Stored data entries
=====

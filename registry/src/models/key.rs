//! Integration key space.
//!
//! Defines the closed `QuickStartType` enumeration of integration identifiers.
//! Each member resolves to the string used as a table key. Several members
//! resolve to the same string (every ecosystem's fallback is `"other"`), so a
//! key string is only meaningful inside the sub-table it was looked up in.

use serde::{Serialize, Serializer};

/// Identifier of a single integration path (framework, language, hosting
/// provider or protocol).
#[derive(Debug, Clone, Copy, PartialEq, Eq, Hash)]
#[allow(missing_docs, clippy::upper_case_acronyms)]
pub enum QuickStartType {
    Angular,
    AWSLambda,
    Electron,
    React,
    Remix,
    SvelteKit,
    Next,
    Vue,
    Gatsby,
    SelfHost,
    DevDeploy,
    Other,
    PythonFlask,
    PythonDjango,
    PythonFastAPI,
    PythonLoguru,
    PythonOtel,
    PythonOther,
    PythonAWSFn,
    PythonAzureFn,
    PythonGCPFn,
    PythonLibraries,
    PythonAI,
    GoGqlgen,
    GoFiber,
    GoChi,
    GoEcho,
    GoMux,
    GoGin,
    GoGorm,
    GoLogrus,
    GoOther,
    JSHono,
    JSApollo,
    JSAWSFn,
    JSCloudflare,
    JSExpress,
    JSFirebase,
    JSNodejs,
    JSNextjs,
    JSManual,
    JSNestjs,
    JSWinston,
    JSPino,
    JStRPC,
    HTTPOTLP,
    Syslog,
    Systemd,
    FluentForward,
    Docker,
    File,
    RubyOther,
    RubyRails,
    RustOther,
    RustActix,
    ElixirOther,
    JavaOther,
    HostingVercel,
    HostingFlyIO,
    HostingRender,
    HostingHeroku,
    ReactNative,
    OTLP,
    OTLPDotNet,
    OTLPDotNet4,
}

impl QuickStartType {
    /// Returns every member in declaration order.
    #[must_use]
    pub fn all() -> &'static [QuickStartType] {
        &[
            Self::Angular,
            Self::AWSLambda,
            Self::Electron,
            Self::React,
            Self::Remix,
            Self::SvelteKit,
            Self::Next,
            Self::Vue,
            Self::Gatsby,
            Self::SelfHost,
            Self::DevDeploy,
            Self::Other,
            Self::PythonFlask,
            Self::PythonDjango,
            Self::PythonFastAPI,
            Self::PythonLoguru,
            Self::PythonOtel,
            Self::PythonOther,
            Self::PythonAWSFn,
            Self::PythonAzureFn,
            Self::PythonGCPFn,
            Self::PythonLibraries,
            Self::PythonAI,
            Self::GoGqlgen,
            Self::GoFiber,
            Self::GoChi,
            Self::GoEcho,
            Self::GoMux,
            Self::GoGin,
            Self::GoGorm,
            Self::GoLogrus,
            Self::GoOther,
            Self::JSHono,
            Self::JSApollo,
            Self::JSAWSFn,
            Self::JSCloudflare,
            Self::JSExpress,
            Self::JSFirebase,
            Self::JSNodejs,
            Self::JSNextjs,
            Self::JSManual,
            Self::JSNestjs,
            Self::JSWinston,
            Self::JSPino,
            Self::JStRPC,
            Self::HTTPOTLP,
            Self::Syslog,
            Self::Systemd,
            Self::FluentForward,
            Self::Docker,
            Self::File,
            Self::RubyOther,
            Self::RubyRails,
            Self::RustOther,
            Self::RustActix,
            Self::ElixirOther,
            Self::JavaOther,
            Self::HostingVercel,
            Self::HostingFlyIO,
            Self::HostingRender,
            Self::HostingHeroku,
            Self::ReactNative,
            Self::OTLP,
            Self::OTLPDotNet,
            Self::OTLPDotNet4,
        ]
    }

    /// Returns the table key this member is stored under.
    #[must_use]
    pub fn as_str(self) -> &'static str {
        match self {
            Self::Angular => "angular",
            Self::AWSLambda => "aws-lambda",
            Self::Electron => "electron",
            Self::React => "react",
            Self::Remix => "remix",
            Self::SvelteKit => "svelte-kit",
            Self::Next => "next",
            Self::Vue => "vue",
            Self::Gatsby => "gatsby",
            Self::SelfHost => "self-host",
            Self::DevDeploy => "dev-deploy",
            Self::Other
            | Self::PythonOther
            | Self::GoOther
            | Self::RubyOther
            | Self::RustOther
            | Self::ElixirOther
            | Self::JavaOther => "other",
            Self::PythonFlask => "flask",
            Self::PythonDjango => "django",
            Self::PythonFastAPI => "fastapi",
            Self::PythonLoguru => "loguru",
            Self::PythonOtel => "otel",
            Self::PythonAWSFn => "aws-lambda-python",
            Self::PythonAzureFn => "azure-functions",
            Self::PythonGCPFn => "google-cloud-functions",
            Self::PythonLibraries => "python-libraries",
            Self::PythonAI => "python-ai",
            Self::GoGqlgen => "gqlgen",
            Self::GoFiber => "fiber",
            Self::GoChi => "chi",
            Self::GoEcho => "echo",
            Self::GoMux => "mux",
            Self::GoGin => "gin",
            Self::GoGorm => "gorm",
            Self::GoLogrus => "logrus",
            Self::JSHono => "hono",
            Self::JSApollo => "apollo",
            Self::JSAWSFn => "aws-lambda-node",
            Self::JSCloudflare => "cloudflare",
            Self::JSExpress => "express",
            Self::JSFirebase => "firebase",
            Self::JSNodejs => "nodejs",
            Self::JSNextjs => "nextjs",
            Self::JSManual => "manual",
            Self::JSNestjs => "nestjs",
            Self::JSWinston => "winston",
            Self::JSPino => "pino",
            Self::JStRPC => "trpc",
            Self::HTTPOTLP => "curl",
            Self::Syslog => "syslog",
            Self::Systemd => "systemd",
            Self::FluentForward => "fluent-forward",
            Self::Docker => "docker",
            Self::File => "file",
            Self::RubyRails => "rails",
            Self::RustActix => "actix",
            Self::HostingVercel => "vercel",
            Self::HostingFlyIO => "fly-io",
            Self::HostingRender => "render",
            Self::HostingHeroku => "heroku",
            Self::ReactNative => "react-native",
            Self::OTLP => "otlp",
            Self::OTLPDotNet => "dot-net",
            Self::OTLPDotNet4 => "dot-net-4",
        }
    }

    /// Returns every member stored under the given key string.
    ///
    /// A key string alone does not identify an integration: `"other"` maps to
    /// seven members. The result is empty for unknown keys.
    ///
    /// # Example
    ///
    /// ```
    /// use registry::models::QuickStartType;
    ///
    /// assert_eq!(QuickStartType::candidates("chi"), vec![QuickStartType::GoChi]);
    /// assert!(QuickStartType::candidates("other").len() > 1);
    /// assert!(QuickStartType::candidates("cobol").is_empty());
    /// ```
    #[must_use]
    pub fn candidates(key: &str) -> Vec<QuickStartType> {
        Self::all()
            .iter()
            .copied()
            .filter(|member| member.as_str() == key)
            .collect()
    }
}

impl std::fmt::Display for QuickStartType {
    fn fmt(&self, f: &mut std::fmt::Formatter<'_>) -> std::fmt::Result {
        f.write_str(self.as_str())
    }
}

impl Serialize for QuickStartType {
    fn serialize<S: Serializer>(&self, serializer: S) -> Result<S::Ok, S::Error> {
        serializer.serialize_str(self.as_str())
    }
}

=====

WORK ORDER -
Your reply must be one number, namely the count of lines above that hold the string "JSCloudflare".

THE COMPLETED TASK -
3